Smart Systems, Inc. | Algorithms

Artificial Intelligence Algorithms

Artificial Intelligence algorithms uses an assortment of accurate, probabilistic, and upgraded techniques that empower computers to pick up from the past point of reference and perceive hard-to-perceive patterns from massive, noisy, or complex datasets. SSI uses the Algorithms outlined below to handle large and complex data to draw interesting patterns or trends in them such as anomalies. Machines are needed to process information fast and make decisions when it reaches the threshold.
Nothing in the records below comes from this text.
#[derive(Debug, thiserror::Error)]
pub enum Error {
    #[error("IO error: {0}")]
    Io(#[from] std::io::Error),

    #[error("Failed to parse config: {0}")]
    ConfigParse(#[from] toml::de::Error),

    #[error("Failed to serialize config: {0}")]
    ConfigSerialize(#[from] toml::ser::Error),

    #[error("Config directory not found")]
    NoConfigDir,

    #[error("JSON error: {0}")]
    Json(#[from] serde_json::Error),

    #[error("Network error: {0}")]
    Network(#[from] reqwest::Error),

    #[error("OMDb error: {0}")]
    Omdb(String),
}

pub type Result<T> = std::result::Result<T, Error>;
use std::collections::BTreeMap;
use std::io;
use std::sync::Arc;
use std::time::Duration;

use crossterm::event::{self, Event, KeyCode, KeyEvent, KeyEventKind, KeyModifiers};
use ratatui::{
    DefaultTerminal, Frame,
    layout::{Constraint, Direction, Layout, Rect},
    style::{Color, Modifier, Style},
    text::{Line, Span},
    widgets::{Clear, ListState, Paragraph},
};
use tokio::sync::mpsc;
use tracing::{error, info};

use crate::config::Config;
use crate::error::Result;
use crate::metadata::{MetadataProvider, OmdbClient, SearchHit, TitleDetails};
use crate::ui::{render_search_view, render_watchlist_view, widgets};
use crate::watchlist::{Entry, Watchlist};

#[derive(Debug, Clone, Copy, PartialEq)]
pub enum View {
    Watchlist,
    Search,
    Detail,
    ConfirmRemove,
}

/// Which field of the detail dialog owns keystrokes.
#[derive(Debug, Clone, Copy, PartialEq, Eq, Default)]
pub enum DetailFocus {
    #[default]
    Overall,
    SeriesFlag,
    EpisodeCount,
    Row(usize),
}

#[derive(Debug, Clone, PartialEq)]
pub struct EpisodeRow {
    pub number: u32,
    pub input: String,
}

/// Editing state for one open detail dialog. Everything here is scratch
/// space until Save commits it through the store; the one exception is the
/// episode count, which "create inputs" writes onto the entry immediately.
#[derive(Debug, Default)]
pub struct DetailDialogState {
    pub entry_idx: usize,
    pub overall_input: String,
    pub is_series: bool,
    pub count_input: String,
    pub rows: Vec<EpisodeRow>,
    pub focus: DetailFocus,
    pub notice: Option<String>,
}

impl DetailDialogState {
    pub fn open(entry_idx: usize, entry: &Entry) -> Self {
        let rows = match entry.total_episodes {
            Some(count) if count > 0 => Self::seeded_rows(entry, count),
            _ => Vec::new(),
        };

        Self {
            entry_idx,
            overall_input: entry
                .user_overall
                .map(|v| v.to_string())
                .unwrap_or_default(),
            is_series: entry.is_series() || entry.total_episodes.is_some(),
            count_input: entry
                .total_episodes
                .map(|n| n.to_string())
                .unwrap_or_default(),
            rows,
            focus: DetailFocus::Overall,
            notice: None,
        }
    }

    fn seeded_rows(entry: &Entry, count: u32) -> Vec<EpisodeRow> {
        (1..=count)
            .map(|number| EpisodeRow {
                number,
                input: entry
                    .episode_ratings
                    .get(&number)
                    .map(|r| r.to_string())
                    .unwrap_or_default(),
            })
            .collect()
    }

    pub fn set_series(&mut self, yes: bool) {
        self.is_series = yes;
        if !yes {
            // The count control is hidden and any built rows are discarded;
            // ratings already saved on the entry are not touched here.
            self.rows.clear();
        }
    }

    /// The "create inputs" action. Writes the parsed count onto the entry
    /// right away and rebuilds the rows from its stored ratings; a bad count
    /// leaves everything as it was.
    pub fn create_rows(&mut self, entry: &mut Entry) {
        let count = match self.count_input.trim().parse::<u32>() {
            Ok(count) if count >= 1 => count,
            _ => {
                self.notice = Some("Enter a valid number of episodes".to_string());
                return;
            }
        };

        self.notice = None;
        entry.total_episodes = Some(count);
        self.rows = Self::seeded_rows(entry, count);
        self.focus = DetailFocus::Row(0);
    }

    pub fn parsed_overall(&self) -> Option<f64> {
        parse_rating(&self.overall_input)
    }

    /// The full episode map to commit: one entry per row whose text parses
    /// as a rating. Empty and unparseable rows are simply omitted.
    pub fn collected_ratings(&self) -> BTreeMap<u32, f64> {
        self.rows
            .iter()
            .filter_map(|row| parse_rating(&row.input).map(|v| (row.number, v)))
            .collect()
    }

    pub fn focus_next(&mut self) {
        self.focus = match self.focus {
            DetailFocus::Overall => DetailFocus::SeriesFlag,
            DetailFocus::SeriesFlag if self.is_series => DetailFocus::EpisodeCount,
            DetailFocus::SeriesFlag => DetailFocus::Overall,
            DetailFocus::EpisodeCount if !self.rows.is_empty() => DetailFocus::Row(0),
            DetailFocus::EpisodeCount => DetailFocus::Overall,
            DetailFocus::Row(i) if i + 1 < self.rows.len() => DetailFocus::Row(i + 1),
            DetailFocus::Row(_) => DetailFocus::Overall,
        };
    }

    pub fn focus_prev(&mut self) {
        self.focus = match self.focus {
            DetailFocus::Overall if !self.rows.is_empty() => {
                DetailFocus::Row(self.rows.len() - 1)
            }
            DetailFocus::Overall if self.is_series => DetailFocus::EpisodeCount,
            DetailFocus::Overall => DetailFocus::SeriesFlag,
            DetailFocus::SeriesFlag => DetailFocus::Overall,
            DetailFocus::EpisodeCount => DetailFocus::SeriesFlag,
            DetailFocus::Row(0) => DetailFocus::EpisodeCount,
            DetailFocus::Row(i) => DetailFocus::Row(i - 1),
        };
    }

    fn focused_input(&mut self) -> Option<&mut String> {
        match self.focus {
            DetailFocus::Overall => Some(&mut self.overall_input),
            DetailFocus::EpisodeCount => Some(&mut self.count_input),
            DetailFocus::Row(i) => self.rows.get_mut(i).map(|row| &mut row.input),
            DetailFocus::SeriesFlag => None,
        }
    }
}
Items	ML Algorithm Categories	ML Algorithms	Descriptions
1	Deep Learning	Deep Boltzmann Machine (DBM)	A deep Boltzmann machine is a model with more hidden layers with directionless connections between the nodes. DBM learns the features hierarchically from the raw data and the features extracted in one layer are applied as hidden variables as input to the subsequent layer.
			Deep Belief Networks (DBN)	Deep Belief Networks are machine learning algorithm that resembles the deep neural network but are not the same. These are feedforward neural networks with a deep architecture. Simple, unsupervised networks like restricted Boltzmann machines or autoencoders make DBNs, with the hidden layer of each sub-network serving as the visible layer for the next layer.
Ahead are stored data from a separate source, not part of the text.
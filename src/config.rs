use std::path::PathBuf;

use directories::ProjectDirs;
use serde::{Deserialize, Serialize};

use crate::error::{Error, Result};

#[derive(Debug, Clone, Default, Serialize, Deserialize)]
pub struct Config {
    #[serde(default)]
    pub api: ApiConfig,
    #[serde(default)]
    pub ui: UiConfig,
}

#[derive(Debug, Clone, Default, Serialize, Deserialize)]
pub struct ApiConfig {
    /// OMDb API key (https://www.omdbapi.com/apikey.aspx). Search is disabled
    /// until this is set.
    #[serde(default)]
    pub omdb_api_key: String,
}

#[derive(Debug, Clone, Serialize, Deserialize)]
pub struct UiConfig {
    #[serde(default = "default_accent_color")]
    pub accent_color: String,
}

fn default_accent_color() -> String {
    "cyan".to_string()
}

impl Default for UiConfig {
    fn default() -> Self {
        Self {
            accent_color: default_accent_color(),
        }
    }
}

fn project_dirs() -> Result<ProjectDirs> {
    ProjectDirs::from("", "", "reel").ok_or(Error::NoConfigDir)
}

pub fn config_dir() -> Result<PathBuf> {
    Ok(project_dirs()?.config_dir().to_path_buf())
}

pub fn data_dir() -> Result<PathBuf> {
    Ok(project_dirs()?.data_dir().to_path_buf())
}

pub fn config_path() -> Result<PathBuf> {
    Ok(config_dir()?.join("config.toml"))
}

pub fn watchlist_path() -> Result<PathBuf> {
    Ok(data_dir()?.join("watchlist.json"))
}

impl Config {
    pub fn load() -> Result<Self> {
        let path = config_path()?;

        if !path.exists() {
            let config = Config::default();
            config.save()?;
            return Ok(config);
        }

        let content = std::fs::read_to_string(&path)?;
        let config: Config = toml::from_str(&content)?;
        Ok(config)
    }

    pub fn save(&self) -> Result<()> {
        let path = config_path()?;

        if let Some(parent) = path.parent() {
            std::fs::create_dir_all(parent)?;
        }

        let content = toml::to_string_pretty(self)?;
        std::fs::write(&path, content)?;
        Ok(())
    }
}
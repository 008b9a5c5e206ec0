// src/runtime/exit_guard.rs

use tracing::debug;

use crate::runtime::{EventBus, TaskEvent, ThreadRole, WaitGroup};
use crate::task::TaskId;

/// Lives on the stack of every launcher thread and releases the thread's
/// WaitGroup slot when dropped, including when the thread unwinds.
pub(crate) struct ThreadExitGuard {
  threads: WaitGroup,
  event_bus: EventBus,
  task_id: TaskId,
  role: ThreadRole,
}

impl ThreadExitGuard {
  pub fn new(threads: WaitGroup, event_bus: EventBus, task_id: TaskId, role: ThreadRole) -> Self {
    Self {
      threads,
      event_bus,
      task_id,
      role,
    }
  }
}

impl Drop for ThreadExitGuard {
  fn drop(&mut self) {
    if std::thread::panicking() {
      debug!(task_id = %self.task_id, role = %self.role, "Launcher thread exiting by unwinding");
    }
    self.threads.done();
    self.event_bus.publish_forget(TaskEvent::ThreadExited {
      task_id: self.task_id,
      role: self.role,
    });
  }
}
			Convolutional Neural Networks (CNN)	A convolutional neural network (CNN or convnet) is a subset of machine learning. It is one of the various types of artificial neural networks which are used for different applications and data types. A CNN is a kind of network architecture for deep learning algorithms and is specifically used for image recognition and tasks that involve the processing of pixel data.
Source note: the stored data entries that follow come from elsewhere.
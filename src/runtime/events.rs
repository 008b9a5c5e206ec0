// src/runtime/events.rs

use crate::error::TaskError;
use crate::task::{TaskId, TaskKind, TaskResult};
use std::fmt;

/// What a launcher thread is doing for its task.
#[derive(Debug, Clone, Copy, PartialEq, Eq, Hash)]
pub enum ThreadRole {
  /// Runs the callable (after the delay, for delayed tasks).
  Worker,
  /// Races the worker for a timed task and settles `Timeout` if it wins.
  Timer,
}

impl ThreadRole {
  pub fn as_str(&self) -> &'static str {
    match self {
      ThreadRole::Worker => "worker",
      ThreadRole::Timer => "timer",
    }
  }
}

impl fmt::Display for ThreadRole {
  fn fmt(&self, f: &mut fmt::Formatter<'_>) -> fmt::Result {
    f.write_str(self.as_str())
  }
}

/// The shape of a task result, without its payload.
#[derive(Debug, Clone, Copy, PartialEq, Eq, Hash)]
pub enum OutcomeKind {
  Value,
  Failed,
  Panicked,
  TimedOut,
}

impl OutcomeKind {
  pub(crate) fn of<T, E>(result: &TaskResult<T, E>) -> Self {
    match result {
      Ok(_) => OutcomeKind::Value,
      Err(TaskError::Failed(_)) => OutcomeKind::Failed,
      Err(TaskError::Panicked(_)) => OutcomeKind::Panicked,
      Err(TaskError::Timeout(_)) => OutcomeKind::TimedOut,
    }
  }
}

/// Lifecycle notifications published on a launcher's event bus.
/// Subscribe with `Launcher::monitor`.
#[derive(Debug, Clone, PartialEq, Eq)]
#[non_exhaustive]
pub enum TaskEvent {
  /// The task was admitted. Published before its threads are spawned, so it
  /// precedes every other event of the task.
  Launched { task_id: TaskId, kind: TaskKind },
  /// A thread of a `Launched` task failed to spawn. No handle was returned
  /// and the task will publish no `Settled` event.
  LaunchAborted { task_id: TaskId },
  /// `role` won the settlement claim and wrote `outcome`.
  Settled {
    task_id: TaskId,
    role: ThreadRole,
    outcome: OutcomeKind,
  },
  /// `role` lost the settlement claim; its `discarded` result was dropped.
  ClaimLost {
    task_id: TaskId,
    role: ThreadRole,
    discarded: OutcomeKind,
  },
  /// A launcher thread finished (normally or by unwinding).
  ThreadExited { task_id: TaskId, role: ThreadRole },
  /// `Launcher::shutdown` was called for the first time.
  ShutdownInitiated,
}
pub mod burst;
pub mod delay;
pub mod race;

use std::time::Duration;

/// How long commands wait for abandoned jobs before exiting.
pub(crate) const SHUTDOWN_GRACE: Duration = Duration::from_secs(30);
			Stacked Auto-Encoders	A stacked autoencoder is a multi-layer neural network that consists of multiple autoencoders, where the output of each encoder gets fed into the next encoder until the last encoder feeds its output into a chain of decoders. This allows a step by step compression and decompression of the input data to happen with more control over each state of the process.
2	Ensemble	Random Forrest	Random forests or random decision forests is an ensemble learning method for classification, regression and other tasks that operates by constructing a multitude of decision trees at training time. For classification tasks, the output of the random forest is the class selected by most trees. For regression tasks, the mean or average prediction of the individual trees is returned
			Gradient Boosting Machine (GBM)	Gradient boosting is a machine learning technique used in regression and classification tasks, among others. It gives a prediction model in the form of an ensemble of weak prediction models, which are typically decision trees. When a decision tree is the weak learner, the resulting algorithm is called gradient-boosted trees; it usually outperforms random forest. A gradient-boosted trees model is built in a stage-wise fashion as in other boosting methods, but it generalizes the other methods by allowing optimization of an arbitrary differentiable loss function.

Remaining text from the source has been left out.